Hej, hej, Kochani!
Chciałoby się powiedzieć – nareszcie! Ostatnio miałam
naprawdę słaby czytelniczo okres i trafiałam na beznadziejnej książki. Na
szczęście dzisiaj mogę przyjść do Was z opinią pełną zachwytów, bowiem
całkowicie zakochałam się w recenzowanej dziś pozycji. Po książki o tematyce drugiej
wojny światowej sięgam dość często – także po beletrystykę, choć w tym
przypadku zawsze zastanawiam się, jak uda się autorom oddać realia, czy nie
poniesie ich za bardzo fantazja.
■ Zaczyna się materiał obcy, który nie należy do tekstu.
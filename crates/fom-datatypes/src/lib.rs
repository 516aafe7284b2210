// SPDX-License-Identifier: Apache-2.0 OR MIT
// Copyright (c) 2025-2026 naskel.com

//! FOM datatype metadata for HLA federates.
//!
//! Resolves the declared datatype of an attribute or parameter from the
//! `dataTypes` section of a Federation Object Model, producing typed,
//! cached descriptors.
//!
//! # Features
//!
//! - **Datatype model**: basic, simple, enumerated, array, fixed record and
//!   variant record descriptors in one closed [`Datatype`] type
//! - **Registry**: lazy, identity-cached construction with forward-reference
//!   and cycle handling
//! - **Bridge service**: handle-based lookups with on-demand FOM fetch
//!
//! # Example
//!
//! ```rust
//! use fom_datatypes::{ByteOrder, DatatypeKind, DatatypeRegistry};
//!
//! let fom = r#"<objectModel><dataTypes>
//!     <basicData name="HLAinteger32BE" size="4" endianness="BIG"/>
//!     <simpleData name="PayRate" representation="HLAinteger32BE"/>
//! </dataTypes></objectModel>"#;
//!
//! let registry = DatatypeRegistry::new();
//! registry.initialize(fom).unwrap();
//!
//! let pay_rate = registry.get_attribute_datatype("PayRate", "simpleData").unwrap();
//! assert_eq!(pay_rate.kind(), DatatypeKind::Simple);
//!
//! let basic = registry.resolve(pay_rate.representation().unwrap()).unwrap();
//! assert_eq!(basic.byte_size(), Some(4));
//! assert_eq!(basic.byte_order(), Some(ByteOrder::Big));
//! ```

pub mod bridge;
pub mod config;
pub mod error;
pub mod model;
pub mod registry;
pub mod schema;

pub use bridge::{
    AttributeHandle, BridgeError, DatatypeService, InteractionClassHandle, ObjectClassHandle,
    ParameterHandle, RuntimeBridge, ServiceError, Symbol, SymbolHandle,
};
pub use config::{ConfigError, RegistryConfig};
pub use error::{LookupError, SchemaError};
pub use model::{
    Alternative, ByteOrder, Datatype, DatatypeKind, DatatypeRef, Definition, Dimension,
    Enumerator, Field,
};
pub use registry::{CycleReport, DatatypeRegistry, RegistryStats};
pub use schema::SchemaDocument;
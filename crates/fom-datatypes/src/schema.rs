// SPDX-License-Identifier: Apache-2.0 OR MIT
// Copyright (c) 2025-2026 naskel.com

//! FOM schema document.
//!
//! Parses the FOM XML once and keeps an owned copy of every datatype
//! declaration, indexed by `(kind, name)` and by name alone. Both the
//! attribute form (`<basicData name="..." size="4"/>`) and the IEEE
//! 1516-2010 OMT element form (`<basicData><name>...</name></basicData>`)
//! are accepted; see [`SchemaElement::property`].

use crate::error::SchemaError;
use crate::model::DatatypeKind;
use roxmltree::Document;
use std::collections::HashMap;

/// Owned XML element.
#[derive(Debug, Clone, PartialEq, Eq)]
pub struct SchemaElement {
    tag: String,
    attributes: Vec<(String, String)>,
    text: Option<String>,
    children: Vec<SchemaElement>,
}

impl SchemaElement {
    fn from_node(node: roxmltree::Node<'_, '_>) -> Self {
        let attributes = node
            .attributes()
            .map(|a| (a.name().to_string(), a.value().to_string()))
            .collect();
        let text = node
            .text()
            .map(str::trim)
            .filter(|t| !t.is_empty())
            .map(str::to_string);
        let children = node
            .children()
            .filter(|n| n.is_element())
            .map(Self::from_node)
            .collect();

        Self {
            tag: node.tag_name().name().to_string(),
            attributes,
            text,
            children,
        }
    }

    /// Local tag name (namespace stripped).
    pub fn tag(&self) -> &str {
        &self.tag
    }

    pub fn attribute(&self, key: &str) -> Option<&str> {
        self.attributes
            .iter()
            .find(|(k, _)| k == key)
            .map(|(_, v)| v.as_str())
    }

    pub fn text(&self) -> Option<&str> {
        self.text.as_deref()
    }

    /// First child element with the given tag.
    pub fn child(&self, tag: &str) -> Option<&SchemaElement> {
        self.children.iter().find(|c| c.tag == tag)
    }

    /// Child elements with the given tag, in document order.
    pub fn children_named<'a>(&'a self, tag: &'a str) -> impl Iterator<Item = &'a SchemaElement> {
        self.children.iter().filter(move |c| c.tag == tag)
    }

    /// Read a property: attribute `key` first, then the text of child
    /// element `<key>`. Blank values count as absent.
    pub fn property(&self, key: &str) -> Option<&str> {
        self.attribute(key)
            .map(str::trim)
            .filter(|v| !v.is_empty())
            .or_else(|| self.child(key).and_then(SchemaElement::text))
    }

    /// First present property among `keys`.
    pub fn property_any(&self, keys: &[&str]) -> Option<&str> {
        keys.iter().find_map(|k| self.property(k))
    }

    /// True when [`property`](Self::property) reads `key` from an attribute
    /// rather than a child element.
    pub fn has_attribute(&self, key: &str) -> bool {
        self.attribute(key).is_some_and(|v| !v.trim().is_empty())
    }

    pub fn name(&self) -> Option<&str> {
        self.property("name")
    }
}

#[derive(Debug)]
struct Declaration {
    kind: DatatypeKind,
    name: String,
    element: SchemaElement,
}

/// Parsed, read-only FOM datatype declarations.
#[derive(Debug, Default)]
pub struct SchemaDocument {
    declarations: Vec<Declaration>,
    by_kind: HashMap<(DatatypeKind, String), usize>,
    by_name: HashMap<String, usize>,
}

impl SchemaDocument {
    /// Parse FOM text.
    ///
    /// Datatype declarations are collected from anywhere in the document.
    /// When a `(kind, name)` pair is declared more than once the first
    /// declaration wins.
    pub fn parse(text: &str) -> Result<Self, SchemaError> {
        let doc = Document::parse(text).map_err(|e| SchemaError::ParseFailure(e.to_string()))?;

        let mut schema = Self::default();
        for node in doc.descendants().filter(|n| n.is_element()) {
            let kind = DatatypeKind::from_tag(node.tag_name().name());
            if kind == DatatypeKind::Unresolved {
                continue;
            }

            let element = SchemaElement::from_node(node);
            let Some(name) = element.name().map(str::to_string) else {
                log::debug!("skipping unnamed <{}> declaration", kind.tag());
                continue;
            };
            schema.insert(kind, name, element);
        }

        log::debug!(
            "parsed FOM schema with {} datatype declarations",
            schema.declarations.len()
        );
        Ok(schema)
    }

    fn insert(&mut self, kind: DatatypeKind, name: String, element: SchemaElement) {
        let key = (kind, name);
        if self.by_kind.contains_key(&key) {
            log::debug!("duplicate {} '{}' ignored", kind.tag(), key.1);
            return;
        }

        let index = self.declarations.len();
        self.by_name.entry(key.1.clone()).or_insert(index);
        self.by_kind.insert(key.clone(), index);
        self.declarations.push(Declaration {
            kind,
            name: key.1,
            element,
        });
    }

    /// Declaration of `kind` named `name`.
    pub fn find(&self, kind: DatatypeKind, name: &str) -> Option<&SchemaElement> {
        self.by_kind
            .get(&(kind, name.to_string()))
            .map(|&i| &self.declarations[i].element)
    }

    /// First declaration named `name`, of any kind.
    pub fn find_any(&self, name: &str) -> Option<(DatatypeKind, &SchemaElement)> {
        self.by_name.get(name).map(|&i| {
            let decl = &self.declarations[i];
            (decl.kind, &decl.element)
        })
    }

    /// Names declared with `kind`, in document order.
    pub fn declared(&self, kind: DatatypeKind) -> impl Iterator<Item = &str> {
        self.declarations
            .iter()
            .filter(move |d| d.kind == kind)
            .map(|d| d.name.as_str())
    }

    /// Every declaration as `(kind, name)`, in document order.
    pub fn declarations(&self) -> impl Iterator<Item = (DatatypeKind, &str)> {
        self.declarations.iter().map(|d| (d.kind, d.name.as_str()))
    }

    pub fn len(&self) -> usize {
        self.declarations.len()
    }

    pub fn is_empty(&self) -> bool {
        self.declarations.is_empty()
    }
}
// SPDX-License-Identifier: Apache-2.0 OR MIT
// Copyright (c) 2025-2026 naskel.com

//! Error types.

use crate::model::DatatypeKind;
use thiserror::Error;

/// Schema document errors.
#[derive(Debug, Clone, PartialEq, Eq, Error)]
pub enum SchemaError {
    /// The schema text is not well-formed XML.
    #[error("failed to parse FOM schema: {0}")]
    ParseFailure(String),
}

/// Datatype lookup errors.
#[derive(Debug, Clone, PartialEq, Eq, Error)]
pub enum LookupError {
    #[error("datatype registry is not initialized")]
    NotInitialized,

    #[error("datatype '{name}' ({kind}) not found in the FOM")]
    NotFound { kind: DatatypeKind, name: String },

    /// Construction for this kind is not compiled in.
    #[error("construction of {0} is not supported by this build")]
    Unsupported(DatatypeKind),

    /// Soft error: resolution completed with a placeholder at `name`.
    #[error("cyclic datatype reference to '{name}' (via {})", .path.join(" -> "))]
    CyclicReference { name: String, path: Vec<String> },

    /// The declaration violates a datatype invariant.
    #[error("malformed datatype '{name}': {reason}")]
    Malformed { name: String, reason: String },

    #[error("datatype '{name}' nests deeper than {limit} levels")]
    DepthExceeded { name: String, limit: usize },
}

impl LookupError {
    pub(crate) fn malformed(name: &str, reason: impl Into<String>) -> Self {
        Self::Malformed {
            name: name.to_string(),
            reason: reason.into(),
        }
    }

    pub(crate) fn not_found(kind: DatatypeKind, name: &str) -> Self {
        Self::NotFound {
            kind,
            name: name.to_string(),
        }
    }
}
Często jednak dostaje powieści, po których
jestem więcej niż usatysfakcjonowana – i tak jest w przypadku „Dziewczyny z
Krakowa”, fabularnego debiutu Alexandra Rosenberga, amerykańskiego filozofa i
naukowca.
Rok 1936. Rita Feuerstahl, żydowska studentka prawa na Uniwersytecie
Jagiellońskim poznaje przystojnego Ursa, lekarza z kresowego miasteczka. Pomimo
braku uczuć, postanawia zostać jego żoną – aby zapewnić sobie spokojne, bogate
życie, o jakim zawsze marzyła. Jednak wojenna zawierucha niszczy uporządkowany
świat pani doktorowej. Żydówka postanawia stoczyć ciężką walkę o przeżycie. Jej
droga będzie prowadzić przez niemal całe Generalne Gubernatorstwo, przez Rosję,
a nawet przez III Rzeszę. Aby przetrwać, Rita będzie musiała nauczyć się kłamać
i żyć z ogromnymi tajemnicami, których wydanie oznaczałoby śmierć. Wątek
Żydówki, która w okupowanym przez Niemców Generalnym Gubernatorstwie walczy o swoje życie, przeplata się z wątkiem
jej przedwojennego kochanka. Doktor Tadeusz Sommerman, chcąc znaleźć sens
swojego życia, udaje się do ogarniętej wojną domową Hiszpanii. A to dopiero
początek jego odysei, która będzie wiodła między innymi przez Imperium Zła.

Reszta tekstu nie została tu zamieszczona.